───── GIVEN DATA ─────
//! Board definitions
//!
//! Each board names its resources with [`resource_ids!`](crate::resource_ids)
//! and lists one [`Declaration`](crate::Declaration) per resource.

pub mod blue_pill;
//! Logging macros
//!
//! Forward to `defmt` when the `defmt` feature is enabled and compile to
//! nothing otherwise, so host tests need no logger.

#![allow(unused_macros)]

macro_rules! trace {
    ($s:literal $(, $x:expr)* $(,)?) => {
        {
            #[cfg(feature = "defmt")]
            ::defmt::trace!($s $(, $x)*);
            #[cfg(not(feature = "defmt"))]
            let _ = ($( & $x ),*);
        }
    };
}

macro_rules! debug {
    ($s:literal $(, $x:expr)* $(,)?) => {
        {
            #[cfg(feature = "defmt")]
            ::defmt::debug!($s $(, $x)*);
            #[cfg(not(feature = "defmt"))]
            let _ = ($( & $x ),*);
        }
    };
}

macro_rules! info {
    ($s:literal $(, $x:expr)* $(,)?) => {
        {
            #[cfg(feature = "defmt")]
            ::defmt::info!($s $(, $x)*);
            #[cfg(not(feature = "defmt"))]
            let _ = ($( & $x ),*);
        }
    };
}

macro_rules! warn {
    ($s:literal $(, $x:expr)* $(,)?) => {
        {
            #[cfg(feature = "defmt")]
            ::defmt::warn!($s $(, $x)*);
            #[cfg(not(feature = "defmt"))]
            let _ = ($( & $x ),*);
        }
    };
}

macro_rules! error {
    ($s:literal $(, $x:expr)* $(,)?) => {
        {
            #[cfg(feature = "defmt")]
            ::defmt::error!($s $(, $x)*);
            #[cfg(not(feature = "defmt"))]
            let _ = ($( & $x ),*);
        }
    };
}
─────
───── GIVEN DATA ─────
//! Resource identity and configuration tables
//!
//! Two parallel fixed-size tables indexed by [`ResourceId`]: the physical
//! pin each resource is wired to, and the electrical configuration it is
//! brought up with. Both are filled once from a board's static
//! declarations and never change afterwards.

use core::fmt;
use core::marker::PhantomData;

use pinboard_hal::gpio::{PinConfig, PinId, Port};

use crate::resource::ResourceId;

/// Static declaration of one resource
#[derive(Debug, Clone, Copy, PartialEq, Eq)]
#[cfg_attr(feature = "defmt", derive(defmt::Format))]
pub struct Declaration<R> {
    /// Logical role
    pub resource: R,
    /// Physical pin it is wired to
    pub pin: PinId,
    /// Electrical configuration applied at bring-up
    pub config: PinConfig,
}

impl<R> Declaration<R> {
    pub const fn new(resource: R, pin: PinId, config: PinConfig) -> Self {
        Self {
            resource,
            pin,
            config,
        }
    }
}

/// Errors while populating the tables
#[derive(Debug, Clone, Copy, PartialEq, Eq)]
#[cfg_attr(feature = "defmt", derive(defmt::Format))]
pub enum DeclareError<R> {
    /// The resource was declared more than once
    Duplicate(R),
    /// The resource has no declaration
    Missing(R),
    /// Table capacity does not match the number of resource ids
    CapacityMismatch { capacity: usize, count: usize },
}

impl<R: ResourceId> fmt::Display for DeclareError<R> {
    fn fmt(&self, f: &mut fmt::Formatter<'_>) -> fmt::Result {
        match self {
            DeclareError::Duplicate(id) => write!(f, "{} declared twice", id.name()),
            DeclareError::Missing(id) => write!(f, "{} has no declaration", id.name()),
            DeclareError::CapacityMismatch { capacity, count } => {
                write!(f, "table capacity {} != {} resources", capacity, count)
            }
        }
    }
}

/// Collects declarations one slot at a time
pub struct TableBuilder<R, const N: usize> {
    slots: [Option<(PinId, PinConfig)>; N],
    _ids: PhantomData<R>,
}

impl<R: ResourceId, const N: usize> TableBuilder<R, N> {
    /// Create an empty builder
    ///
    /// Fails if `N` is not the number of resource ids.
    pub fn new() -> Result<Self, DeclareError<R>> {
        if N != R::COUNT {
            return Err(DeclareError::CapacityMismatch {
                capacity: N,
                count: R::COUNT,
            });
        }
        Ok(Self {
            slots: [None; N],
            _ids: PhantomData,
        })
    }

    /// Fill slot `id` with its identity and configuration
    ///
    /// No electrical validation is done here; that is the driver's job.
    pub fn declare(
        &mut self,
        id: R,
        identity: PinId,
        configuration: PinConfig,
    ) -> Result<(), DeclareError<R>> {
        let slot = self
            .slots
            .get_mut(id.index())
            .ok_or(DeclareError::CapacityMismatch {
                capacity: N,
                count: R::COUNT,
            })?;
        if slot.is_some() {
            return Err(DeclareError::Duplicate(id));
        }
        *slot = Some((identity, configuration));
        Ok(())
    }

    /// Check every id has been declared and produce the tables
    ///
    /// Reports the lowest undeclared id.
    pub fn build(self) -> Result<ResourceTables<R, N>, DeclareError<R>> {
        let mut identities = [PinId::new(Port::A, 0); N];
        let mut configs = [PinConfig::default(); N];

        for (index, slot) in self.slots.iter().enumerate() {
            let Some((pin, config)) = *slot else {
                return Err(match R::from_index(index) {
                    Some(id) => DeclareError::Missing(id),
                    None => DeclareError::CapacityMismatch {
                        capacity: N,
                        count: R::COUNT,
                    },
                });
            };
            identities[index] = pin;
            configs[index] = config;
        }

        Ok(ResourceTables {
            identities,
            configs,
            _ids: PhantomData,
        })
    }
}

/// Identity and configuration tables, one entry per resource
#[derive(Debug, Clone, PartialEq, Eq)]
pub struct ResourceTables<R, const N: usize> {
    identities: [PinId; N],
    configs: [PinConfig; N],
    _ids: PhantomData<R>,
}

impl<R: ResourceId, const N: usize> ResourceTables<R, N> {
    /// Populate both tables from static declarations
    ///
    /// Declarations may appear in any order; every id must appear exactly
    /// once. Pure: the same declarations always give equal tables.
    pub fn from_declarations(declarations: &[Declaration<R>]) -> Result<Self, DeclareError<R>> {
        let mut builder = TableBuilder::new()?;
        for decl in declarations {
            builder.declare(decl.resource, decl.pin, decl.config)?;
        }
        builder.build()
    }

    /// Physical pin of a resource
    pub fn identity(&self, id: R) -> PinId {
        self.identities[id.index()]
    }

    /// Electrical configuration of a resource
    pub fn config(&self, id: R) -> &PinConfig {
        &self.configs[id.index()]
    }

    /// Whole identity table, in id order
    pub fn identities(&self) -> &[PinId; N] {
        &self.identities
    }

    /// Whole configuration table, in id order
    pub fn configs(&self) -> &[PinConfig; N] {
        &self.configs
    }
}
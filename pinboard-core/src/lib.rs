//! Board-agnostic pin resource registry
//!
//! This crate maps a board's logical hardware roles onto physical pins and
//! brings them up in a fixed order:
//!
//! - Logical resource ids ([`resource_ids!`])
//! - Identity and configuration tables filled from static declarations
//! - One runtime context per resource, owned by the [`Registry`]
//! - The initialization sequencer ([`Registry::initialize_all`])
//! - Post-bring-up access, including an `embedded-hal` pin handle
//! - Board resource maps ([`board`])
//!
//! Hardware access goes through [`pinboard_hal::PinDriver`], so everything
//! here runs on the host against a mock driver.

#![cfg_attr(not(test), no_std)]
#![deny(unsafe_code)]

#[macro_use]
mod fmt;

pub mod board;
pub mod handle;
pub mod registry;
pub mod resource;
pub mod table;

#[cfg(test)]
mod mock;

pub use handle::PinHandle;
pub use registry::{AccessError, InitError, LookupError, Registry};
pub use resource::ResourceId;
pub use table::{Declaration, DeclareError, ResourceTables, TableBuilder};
─────
_TASK DIRECTIONS_
In the data above, retype exactly and only the lines between the one holding "never change afterwards." and the one holding "match the number of resource ids", inclusive.

_ANSWER SPACE_
//! declarations and never change afterwards.

use core::fmt;
use core::marker::PhantomData;

use pinboard_hal::gpio::{PinConfig, PinId, Port};

use crate::resource::ResourceId;

/// Static declaration of one resource
#[derive(Debug, Clone, Copy, PartialEq, Eq)]
#[cfg_attr(feature = "defmt", derive(defmt::Format))]
pub struct Declaration<R> {
    /// Logical role
    pub resource: R,
    /// Physical pin it is wired to
    pub pin: PinId,
    /// Electrical configuration applied at bring-up
    pub config: PinConfig,
}

impl<R> Declaration<R> {
    pub const fn new(resource: R, pin: PinId, config: PinConfig) -> Self {
        Self {
            resource,
            pin,
            config,
        }
    }
}

/// Errors while populating the tables
#[derive(Debug, Clone, Copy, PartialEq, Eq)]
#[cfg_attr(feature = "defmt", derive(defmt::Format))]
pub enum DeclareError<R> {
    /// The resource was declared more than once
    Duplicate(R),
    /// The resource has no declaration
    Missing(R),
    /// Table capacity does not match the number of resource ids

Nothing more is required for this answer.